[Extracted records]
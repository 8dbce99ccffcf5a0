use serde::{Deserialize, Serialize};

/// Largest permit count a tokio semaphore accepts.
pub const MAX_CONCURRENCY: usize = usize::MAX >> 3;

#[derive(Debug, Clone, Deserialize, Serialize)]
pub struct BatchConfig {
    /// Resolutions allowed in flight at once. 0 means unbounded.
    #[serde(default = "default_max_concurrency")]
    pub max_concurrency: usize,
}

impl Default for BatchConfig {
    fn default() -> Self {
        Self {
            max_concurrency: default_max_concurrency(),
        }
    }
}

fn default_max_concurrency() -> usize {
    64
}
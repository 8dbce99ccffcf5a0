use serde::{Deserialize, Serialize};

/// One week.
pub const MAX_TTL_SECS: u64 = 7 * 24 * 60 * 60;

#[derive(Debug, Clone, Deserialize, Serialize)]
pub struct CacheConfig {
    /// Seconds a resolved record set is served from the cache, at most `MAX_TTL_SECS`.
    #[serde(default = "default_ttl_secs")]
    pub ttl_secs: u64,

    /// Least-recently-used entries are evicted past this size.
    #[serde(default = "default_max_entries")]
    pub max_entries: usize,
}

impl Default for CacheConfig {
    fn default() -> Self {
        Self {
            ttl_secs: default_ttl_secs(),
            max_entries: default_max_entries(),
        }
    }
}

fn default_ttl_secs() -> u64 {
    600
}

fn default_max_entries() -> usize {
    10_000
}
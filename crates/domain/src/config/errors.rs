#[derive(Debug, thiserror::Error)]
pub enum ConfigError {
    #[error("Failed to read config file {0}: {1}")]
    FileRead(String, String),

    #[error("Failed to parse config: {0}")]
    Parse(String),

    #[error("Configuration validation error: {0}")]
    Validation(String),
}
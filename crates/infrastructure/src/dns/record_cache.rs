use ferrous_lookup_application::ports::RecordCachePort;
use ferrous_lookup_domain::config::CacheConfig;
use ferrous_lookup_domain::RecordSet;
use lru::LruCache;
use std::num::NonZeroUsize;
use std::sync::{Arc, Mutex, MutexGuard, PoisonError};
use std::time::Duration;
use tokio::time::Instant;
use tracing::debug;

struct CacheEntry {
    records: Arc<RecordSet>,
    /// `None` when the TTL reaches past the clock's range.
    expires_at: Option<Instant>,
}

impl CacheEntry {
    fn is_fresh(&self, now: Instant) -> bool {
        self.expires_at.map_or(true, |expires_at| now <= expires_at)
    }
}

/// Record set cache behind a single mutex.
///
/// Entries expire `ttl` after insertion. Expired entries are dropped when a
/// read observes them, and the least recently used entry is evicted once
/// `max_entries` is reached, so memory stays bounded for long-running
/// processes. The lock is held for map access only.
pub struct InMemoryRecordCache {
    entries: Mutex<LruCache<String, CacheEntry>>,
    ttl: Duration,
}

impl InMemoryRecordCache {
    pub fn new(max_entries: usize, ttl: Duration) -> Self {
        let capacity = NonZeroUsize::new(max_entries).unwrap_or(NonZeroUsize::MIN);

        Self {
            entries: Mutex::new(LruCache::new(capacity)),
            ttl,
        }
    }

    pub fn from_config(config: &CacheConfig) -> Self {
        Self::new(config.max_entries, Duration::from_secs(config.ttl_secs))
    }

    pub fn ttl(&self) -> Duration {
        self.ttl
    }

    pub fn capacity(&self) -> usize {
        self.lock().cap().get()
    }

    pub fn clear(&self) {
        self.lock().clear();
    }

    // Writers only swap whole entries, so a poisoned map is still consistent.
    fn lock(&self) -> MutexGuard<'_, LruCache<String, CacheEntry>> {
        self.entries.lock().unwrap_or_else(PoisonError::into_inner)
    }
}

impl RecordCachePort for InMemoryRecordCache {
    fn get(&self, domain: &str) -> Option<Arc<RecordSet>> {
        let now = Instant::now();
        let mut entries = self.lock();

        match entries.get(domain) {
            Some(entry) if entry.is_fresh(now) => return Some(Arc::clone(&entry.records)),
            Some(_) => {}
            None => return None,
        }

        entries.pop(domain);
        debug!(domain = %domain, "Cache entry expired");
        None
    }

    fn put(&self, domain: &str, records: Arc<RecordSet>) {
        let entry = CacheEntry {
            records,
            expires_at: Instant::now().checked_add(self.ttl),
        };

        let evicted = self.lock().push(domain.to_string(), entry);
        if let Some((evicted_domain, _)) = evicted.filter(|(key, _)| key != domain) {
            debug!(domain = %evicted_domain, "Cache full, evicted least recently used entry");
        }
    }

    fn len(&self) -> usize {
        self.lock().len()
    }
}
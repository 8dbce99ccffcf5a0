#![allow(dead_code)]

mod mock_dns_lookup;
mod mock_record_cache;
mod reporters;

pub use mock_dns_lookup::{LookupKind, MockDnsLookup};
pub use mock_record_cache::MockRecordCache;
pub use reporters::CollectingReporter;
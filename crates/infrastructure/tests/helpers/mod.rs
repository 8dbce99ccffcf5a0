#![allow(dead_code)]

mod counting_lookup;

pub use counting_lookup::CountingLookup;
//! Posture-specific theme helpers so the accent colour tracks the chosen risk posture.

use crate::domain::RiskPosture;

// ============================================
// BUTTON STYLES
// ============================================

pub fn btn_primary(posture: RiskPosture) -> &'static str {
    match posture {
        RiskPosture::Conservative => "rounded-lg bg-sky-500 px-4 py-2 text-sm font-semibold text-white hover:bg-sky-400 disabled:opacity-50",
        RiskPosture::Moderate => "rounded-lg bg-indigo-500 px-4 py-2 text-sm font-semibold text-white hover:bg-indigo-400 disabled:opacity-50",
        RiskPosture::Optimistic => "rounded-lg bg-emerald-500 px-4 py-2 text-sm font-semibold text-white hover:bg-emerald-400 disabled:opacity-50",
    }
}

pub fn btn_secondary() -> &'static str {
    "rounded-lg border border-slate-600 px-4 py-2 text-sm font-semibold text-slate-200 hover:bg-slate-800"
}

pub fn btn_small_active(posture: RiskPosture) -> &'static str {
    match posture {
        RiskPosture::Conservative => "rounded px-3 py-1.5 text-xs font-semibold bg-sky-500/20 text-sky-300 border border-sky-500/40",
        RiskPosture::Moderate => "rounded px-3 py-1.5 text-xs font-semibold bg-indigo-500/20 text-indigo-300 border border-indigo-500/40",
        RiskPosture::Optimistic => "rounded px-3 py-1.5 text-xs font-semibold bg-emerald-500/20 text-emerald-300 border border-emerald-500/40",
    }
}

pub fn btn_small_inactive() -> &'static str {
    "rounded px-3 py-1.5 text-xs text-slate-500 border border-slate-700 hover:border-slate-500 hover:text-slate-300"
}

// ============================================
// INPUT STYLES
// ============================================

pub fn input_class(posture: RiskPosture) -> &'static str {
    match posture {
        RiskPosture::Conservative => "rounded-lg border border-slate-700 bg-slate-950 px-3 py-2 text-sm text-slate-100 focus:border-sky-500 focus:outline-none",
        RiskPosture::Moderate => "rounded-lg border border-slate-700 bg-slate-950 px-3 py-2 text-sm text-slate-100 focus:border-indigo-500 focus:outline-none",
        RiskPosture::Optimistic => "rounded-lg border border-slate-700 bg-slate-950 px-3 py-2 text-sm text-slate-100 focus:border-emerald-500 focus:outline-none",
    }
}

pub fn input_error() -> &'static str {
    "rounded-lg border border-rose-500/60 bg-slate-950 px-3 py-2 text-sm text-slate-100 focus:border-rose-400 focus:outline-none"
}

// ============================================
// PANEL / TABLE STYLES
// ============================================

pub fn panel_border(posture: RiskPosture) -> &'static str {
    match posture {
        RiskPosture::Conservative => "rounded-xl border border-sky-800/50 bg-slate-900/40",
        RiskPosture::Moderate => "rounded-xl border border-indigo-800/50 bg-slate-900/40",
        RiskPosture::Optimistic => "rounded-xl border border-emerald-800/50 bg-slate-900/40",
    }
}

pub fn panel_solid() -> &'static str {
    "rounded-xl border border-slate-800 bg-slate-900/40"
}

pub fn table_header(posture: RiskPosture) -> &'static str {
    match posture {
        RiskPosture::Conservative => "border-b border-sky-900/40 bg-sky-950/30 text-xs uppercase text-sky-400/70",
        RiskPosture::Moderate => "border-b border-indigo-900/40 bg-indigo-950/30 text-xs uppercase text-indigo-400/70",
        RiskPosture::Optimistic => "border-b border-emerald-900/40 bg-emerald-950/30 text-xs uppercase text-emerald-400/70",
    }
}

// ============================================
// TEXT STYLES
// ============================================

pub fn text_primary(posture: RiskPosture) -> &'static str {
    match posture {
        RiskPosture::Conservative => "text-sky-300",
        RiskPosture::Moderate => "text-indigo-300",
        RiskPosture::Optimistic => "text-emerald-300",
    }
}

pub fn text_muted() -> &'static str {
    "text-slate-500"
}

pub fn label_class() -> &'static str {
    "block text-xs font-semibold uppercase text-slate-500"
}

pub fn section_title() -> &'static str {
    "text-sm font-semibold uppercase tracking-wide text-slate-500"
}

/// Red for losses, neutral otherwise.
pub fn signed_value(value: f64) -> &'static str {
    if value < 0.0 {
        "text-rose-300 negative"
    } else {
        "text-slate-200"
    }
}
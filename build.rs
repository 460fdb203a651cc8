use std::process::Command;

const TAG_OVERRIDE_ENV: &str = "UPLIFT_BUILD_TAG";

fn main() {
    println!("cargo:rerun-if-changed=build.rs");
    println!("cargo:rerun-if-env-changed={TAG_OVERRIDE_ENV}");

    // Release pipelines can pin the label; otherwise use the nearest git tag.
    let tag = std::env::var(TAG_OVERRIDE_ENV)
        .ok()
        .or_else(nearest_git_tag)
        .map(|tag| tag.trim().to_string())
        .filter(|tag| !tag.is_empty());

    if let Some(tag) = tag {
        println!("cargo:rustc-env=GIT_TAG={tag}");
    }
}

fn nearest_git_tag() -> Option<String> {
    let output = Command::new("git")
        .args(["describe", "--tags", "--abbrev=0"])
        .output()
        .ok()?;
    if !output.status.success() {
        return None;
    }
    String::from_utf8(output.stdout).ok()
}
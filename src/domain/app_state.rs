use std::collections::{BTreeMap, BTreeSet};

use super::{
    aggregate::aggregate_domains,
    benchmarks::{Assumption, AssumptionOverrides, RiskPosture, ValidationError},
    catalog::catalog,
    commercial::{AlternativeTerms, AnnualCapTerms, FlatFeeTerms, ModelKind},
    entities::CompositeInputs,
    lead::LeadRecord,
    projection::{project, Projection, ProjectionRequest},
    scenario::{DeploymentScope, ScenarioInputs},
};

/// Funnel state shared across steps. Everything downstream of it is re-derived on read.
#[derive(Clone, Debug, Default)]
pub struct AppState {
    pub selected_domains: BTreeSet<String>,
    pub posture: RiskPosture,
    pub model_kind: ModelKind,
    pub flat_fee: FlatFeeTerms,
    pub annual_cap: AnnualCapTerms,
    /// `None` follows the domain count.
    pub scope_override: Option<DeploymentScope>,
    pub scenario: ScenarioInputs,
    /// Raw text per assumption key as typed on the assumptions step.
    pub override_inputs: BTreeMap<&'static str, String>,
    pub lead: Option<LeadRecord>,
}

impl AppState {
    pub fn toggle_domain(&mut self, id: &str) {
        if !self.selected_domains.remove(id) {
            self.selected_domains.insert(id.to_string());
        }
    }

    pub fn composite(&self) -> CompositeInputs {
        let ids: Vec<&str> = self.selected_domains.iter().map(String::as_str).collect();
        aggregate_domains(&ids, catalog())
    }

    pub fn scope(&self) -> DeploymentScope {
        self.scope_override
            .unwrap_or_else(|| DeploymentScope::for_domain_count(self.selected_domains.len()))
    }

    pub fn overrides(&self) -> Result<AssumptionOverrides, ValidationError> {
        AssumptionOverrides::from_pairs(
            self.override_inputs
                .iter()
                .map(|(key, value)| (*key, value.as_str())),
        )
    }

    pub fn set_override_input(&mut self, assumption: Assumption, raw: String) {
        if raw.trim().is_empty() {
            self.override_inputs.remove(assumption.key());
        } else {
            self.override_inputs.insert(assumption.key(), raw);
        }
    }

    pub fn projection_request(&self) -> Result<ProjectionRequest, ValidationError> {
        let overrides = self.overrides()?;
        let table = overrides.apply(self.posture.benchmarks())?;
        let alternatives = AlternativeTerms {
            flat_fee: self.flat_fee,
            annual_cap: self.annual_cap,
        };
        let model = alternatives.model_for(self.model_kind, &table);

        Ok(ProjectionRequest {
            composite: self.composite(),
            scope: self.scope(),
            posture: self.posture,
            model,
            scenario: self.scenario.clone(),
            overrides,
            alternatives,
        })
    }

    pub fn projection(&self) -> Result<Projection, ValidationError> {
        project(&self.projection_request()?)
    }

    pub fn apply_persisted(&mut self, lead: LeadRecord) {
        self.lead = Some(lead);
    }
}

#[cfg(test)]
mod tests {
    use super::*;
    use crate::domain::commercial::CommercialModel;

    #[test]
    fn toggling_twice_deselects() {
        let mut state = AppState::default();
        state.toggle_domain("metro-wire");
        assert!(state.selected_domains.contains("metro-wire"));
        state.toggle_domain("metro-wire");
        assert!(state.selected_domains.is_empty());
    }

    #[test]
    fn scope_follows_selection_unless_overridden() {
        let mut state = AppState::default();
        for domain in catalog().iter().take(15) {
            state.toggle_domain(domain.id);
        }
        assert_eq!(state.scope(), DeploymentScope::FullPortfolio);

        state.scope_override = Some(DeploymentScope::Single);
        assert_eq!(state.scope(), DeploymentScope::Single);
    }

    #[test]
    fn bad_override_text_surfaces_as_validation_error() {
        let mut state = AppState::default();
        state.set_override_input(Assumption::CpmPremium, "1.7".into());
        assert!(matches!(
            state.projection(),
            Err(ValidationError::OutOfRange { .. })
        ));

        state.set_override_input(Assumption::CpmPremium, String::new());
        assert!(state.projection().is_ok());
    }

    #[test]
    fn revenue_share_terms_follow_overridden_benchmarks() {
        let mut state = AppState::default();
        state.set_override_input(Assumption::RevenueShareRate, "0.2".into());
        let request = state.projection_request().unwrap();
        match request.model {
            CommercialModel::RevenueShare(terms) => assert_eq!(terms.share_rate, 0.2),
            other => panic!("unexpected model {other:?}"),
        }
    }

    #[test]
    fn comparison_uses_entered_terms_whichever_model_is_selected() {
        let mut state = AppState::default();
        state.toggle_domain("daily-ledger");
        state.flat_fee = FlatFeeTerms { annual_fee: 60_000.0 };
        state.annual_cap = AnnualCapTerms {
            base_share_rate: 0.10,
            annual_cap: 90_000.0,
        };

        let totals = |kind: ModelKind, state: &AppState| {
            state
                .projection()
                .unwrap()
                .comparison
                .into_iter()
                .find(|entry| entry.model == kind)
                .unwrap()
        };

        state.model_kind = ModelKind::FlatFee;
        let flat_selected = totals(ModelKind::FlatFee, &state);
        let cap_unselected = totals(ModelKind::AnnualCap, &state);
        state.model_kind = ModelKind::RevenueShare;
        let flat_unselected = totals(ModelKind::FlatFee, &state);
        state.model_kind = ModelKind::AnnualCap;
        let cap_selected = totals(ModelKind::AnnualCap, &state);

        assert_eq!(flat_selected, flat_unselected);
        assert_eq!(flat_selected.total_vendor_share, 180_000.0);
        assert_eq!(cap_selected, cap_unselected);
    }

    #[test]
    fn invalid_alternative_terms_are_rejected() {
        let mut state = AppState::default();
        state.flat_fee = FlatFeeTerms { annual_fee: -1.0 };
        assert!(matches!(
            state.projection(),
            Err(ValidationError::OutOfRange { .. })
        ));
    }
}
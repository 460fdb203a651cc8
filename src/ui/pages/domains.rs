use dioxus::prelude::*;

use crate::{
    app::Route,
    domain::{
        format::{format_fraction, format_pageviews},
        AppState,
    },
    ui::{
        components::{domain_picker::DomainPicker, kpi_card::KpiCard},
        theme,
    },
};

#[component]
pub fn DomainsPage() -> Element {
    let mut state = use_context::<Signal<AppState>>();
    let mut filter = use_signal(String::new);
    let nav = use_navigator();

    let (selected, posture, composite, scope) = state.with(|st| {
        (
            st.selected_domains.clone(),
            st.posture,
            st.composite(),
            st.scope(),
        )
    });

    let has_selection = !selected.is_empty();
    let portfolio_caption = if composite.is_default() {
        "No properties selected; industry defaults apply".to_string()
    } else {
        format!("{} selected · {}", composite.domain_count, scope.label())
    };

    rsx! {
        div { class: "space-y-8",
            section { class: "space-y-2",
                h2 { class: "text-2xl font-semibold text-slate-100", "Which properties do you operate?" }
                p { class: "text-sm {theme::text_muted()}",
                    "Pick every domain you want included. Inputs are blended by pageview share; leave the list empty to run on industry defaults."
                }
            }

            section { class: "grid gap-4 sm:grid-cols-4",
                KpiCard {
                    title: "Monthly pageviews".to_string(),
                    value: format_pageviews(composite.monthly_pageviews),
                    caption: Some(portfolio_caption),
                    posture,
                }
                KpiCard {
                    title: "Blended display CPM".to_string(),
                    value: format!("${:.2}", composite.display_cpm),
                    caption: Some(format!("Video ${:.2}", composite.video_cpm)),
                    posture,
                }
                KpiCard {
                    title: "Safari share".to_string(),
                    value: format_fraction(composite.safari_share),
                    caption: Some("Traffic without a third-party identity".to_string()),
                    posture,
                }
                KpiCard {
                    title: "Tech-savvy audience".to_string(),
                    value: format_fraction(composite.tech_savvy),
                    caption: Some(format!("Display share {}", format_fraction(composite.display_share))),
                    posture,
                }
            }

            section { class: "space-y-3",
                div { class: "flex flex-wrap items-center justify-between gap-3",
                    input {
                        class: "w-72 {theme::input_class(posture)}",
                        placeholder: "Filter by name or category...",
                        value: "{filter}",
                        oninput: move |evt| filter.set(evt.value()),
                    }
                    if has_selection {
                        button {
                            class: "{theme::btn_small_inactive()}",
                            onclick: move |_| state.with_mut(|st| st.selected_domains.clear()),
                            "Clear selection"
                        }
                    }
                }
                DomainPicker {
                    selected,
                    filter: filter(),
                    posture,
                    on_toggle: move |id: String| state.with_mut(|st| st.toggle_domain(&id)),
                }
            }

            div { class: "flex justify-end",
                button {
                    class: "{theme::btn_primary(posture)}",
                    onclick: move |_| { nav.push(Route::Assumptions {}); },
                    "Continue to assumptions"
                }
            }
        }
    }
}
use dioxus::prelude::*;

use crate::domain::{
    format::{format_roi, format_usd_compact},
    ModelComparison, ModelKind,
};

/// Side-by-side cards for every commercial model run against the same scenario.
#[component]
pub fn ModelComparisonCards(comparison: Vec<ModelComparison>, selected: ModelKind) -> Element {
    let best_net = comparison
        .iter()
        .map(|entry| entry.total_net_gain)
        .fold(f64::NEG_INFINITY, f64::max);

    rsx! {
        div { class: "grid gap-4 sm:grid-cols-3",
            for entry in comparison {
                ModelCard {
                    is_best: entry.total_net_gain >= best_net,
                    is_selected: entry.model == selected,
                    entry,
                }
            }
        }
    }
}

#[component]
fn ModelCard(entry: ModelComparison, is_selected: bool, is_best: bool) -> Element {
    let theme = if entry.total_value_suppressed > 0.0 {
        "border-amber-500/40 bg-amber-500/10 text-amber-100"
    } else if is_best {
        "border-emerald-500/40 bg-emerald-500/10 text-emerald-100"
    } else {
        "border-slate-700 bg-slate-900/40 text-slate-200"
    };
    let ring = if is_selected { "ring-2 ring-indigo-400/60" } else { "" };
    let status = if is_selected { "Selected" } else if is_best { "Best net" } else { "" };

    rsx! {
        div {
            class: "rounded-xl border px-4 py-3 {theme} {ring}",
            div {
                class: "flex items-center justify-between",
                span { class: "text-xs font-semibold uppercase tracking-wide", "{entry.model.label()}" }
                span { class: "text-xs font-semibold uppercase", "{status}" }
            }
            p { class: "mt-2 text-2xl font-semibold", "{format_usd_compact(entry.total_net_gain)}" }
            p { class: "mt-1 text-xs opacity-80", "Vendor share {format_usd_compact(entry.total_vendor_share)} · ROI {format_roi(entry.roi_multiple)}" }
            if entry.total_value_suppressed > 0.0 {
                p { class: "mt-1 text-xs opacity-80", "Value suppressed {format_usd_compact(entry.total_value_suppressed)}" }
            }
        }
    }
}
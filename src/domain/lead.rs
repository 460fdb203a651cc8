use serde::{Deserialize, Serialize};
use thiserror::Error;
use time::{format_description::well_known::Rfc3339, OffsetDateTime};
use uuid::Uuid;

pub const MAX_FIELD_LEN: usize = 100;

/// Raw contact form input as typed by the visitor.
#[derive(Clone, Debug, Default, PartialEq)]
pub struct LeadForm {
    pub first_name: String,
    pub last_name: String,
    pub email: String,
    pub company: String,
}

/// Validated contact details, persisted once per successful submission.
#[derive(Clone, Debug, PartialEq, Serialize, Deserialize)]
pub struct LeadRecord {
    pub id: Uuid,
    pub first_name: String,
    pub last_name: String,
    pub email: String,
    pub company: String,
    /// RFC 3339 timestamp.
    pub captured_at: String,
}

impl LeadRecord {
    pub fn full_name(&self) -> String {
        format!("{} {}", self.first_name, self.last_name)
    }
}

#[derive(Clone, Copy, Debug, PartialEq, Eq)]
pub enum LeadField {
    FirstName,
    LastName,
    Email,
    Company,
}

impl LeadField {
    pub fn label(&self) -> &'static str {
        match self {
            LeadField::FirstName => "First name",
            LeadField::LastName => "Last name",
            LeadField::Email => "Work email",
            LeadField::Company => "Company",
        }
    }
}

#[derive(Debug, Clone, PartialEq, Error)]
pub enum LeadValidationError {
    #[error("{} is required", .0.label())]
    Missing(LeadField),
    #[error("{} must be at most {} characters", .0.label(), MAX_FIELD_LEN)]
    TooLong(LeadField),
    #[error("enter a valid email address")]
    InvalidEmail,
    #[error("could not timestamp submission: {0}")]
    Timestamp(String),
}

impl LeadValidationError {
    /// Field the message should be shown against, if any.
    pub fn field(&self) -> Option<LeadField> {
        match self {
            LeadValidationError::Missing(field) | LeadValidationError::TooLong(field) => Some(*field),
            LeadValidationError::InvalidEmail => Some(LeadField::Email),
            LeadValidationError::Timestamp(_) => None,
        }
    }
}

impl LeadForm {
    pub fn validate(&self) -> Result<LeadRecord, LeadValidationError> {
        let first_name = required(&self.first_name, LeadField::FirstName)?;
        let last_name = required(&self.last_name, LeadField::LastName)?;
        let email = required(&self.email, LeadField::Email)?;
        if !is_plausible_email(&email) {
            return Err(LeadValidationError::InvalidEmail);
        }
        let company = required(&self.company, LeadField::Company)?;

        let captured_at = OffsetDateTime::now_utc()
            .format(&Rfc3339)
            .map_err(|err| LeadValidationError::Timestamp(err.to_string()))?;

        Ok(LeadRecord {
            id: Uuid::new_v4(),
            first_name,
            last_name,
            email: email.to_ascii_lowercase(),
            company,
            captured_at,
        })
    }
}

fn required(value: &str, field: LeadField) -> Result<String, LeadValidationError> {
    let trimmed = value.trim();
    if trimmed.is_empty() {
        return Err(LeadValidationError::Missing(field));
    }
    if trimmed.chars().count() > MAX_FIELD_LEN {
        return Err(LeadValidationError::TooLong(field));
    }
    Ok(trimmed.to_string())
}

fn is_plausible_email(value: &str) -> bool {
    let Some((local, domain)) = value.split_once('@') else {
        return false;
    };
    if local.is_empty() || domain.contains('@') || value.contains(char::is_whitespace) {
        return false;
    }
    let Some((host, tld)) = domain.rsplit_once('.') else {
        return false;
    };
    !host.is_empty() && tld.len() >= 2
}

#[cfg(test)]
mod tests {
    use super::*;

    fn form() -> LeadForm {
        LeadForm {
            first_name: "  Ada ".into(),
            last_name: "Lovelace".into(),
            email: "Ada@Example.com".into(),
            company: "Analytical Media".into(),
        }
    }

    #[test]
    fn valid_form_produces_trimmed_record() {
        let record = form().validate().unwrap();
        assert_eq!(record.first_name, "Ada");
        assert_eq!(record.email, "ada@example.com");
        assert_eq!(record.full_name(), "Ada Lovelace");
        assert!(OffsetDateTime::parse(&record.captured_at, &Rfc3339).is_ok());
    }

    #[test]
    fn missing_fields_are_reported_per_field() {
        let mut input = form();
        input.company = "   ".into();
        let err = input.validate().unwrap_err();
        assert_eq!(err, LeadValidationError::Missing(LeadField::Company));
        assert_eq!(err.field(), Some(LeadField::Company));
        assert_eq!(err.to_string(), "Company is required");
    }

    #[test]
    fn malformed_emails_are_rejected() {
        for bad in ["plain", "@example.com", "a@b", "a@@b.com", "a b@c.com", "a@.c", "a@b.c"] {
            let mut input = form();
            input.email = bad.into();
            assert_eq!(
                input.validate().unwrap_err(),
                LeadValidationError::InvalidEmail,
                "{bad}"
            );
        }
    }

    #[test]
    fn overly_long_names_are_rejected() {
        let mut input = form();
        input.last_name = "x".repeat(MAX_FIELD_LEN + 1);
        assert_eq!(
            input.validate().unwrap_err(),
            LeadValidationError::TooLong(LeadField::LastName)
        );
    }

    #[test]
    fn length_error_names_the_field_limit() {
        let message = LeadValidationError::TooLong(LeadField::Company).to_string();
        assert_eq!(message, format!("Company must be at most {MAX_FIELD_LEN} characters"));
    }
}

* [Assignment]: Within the records, how many lines include "reporters"? The answer is the number and nothing else.

* [Solution to the problem]: 2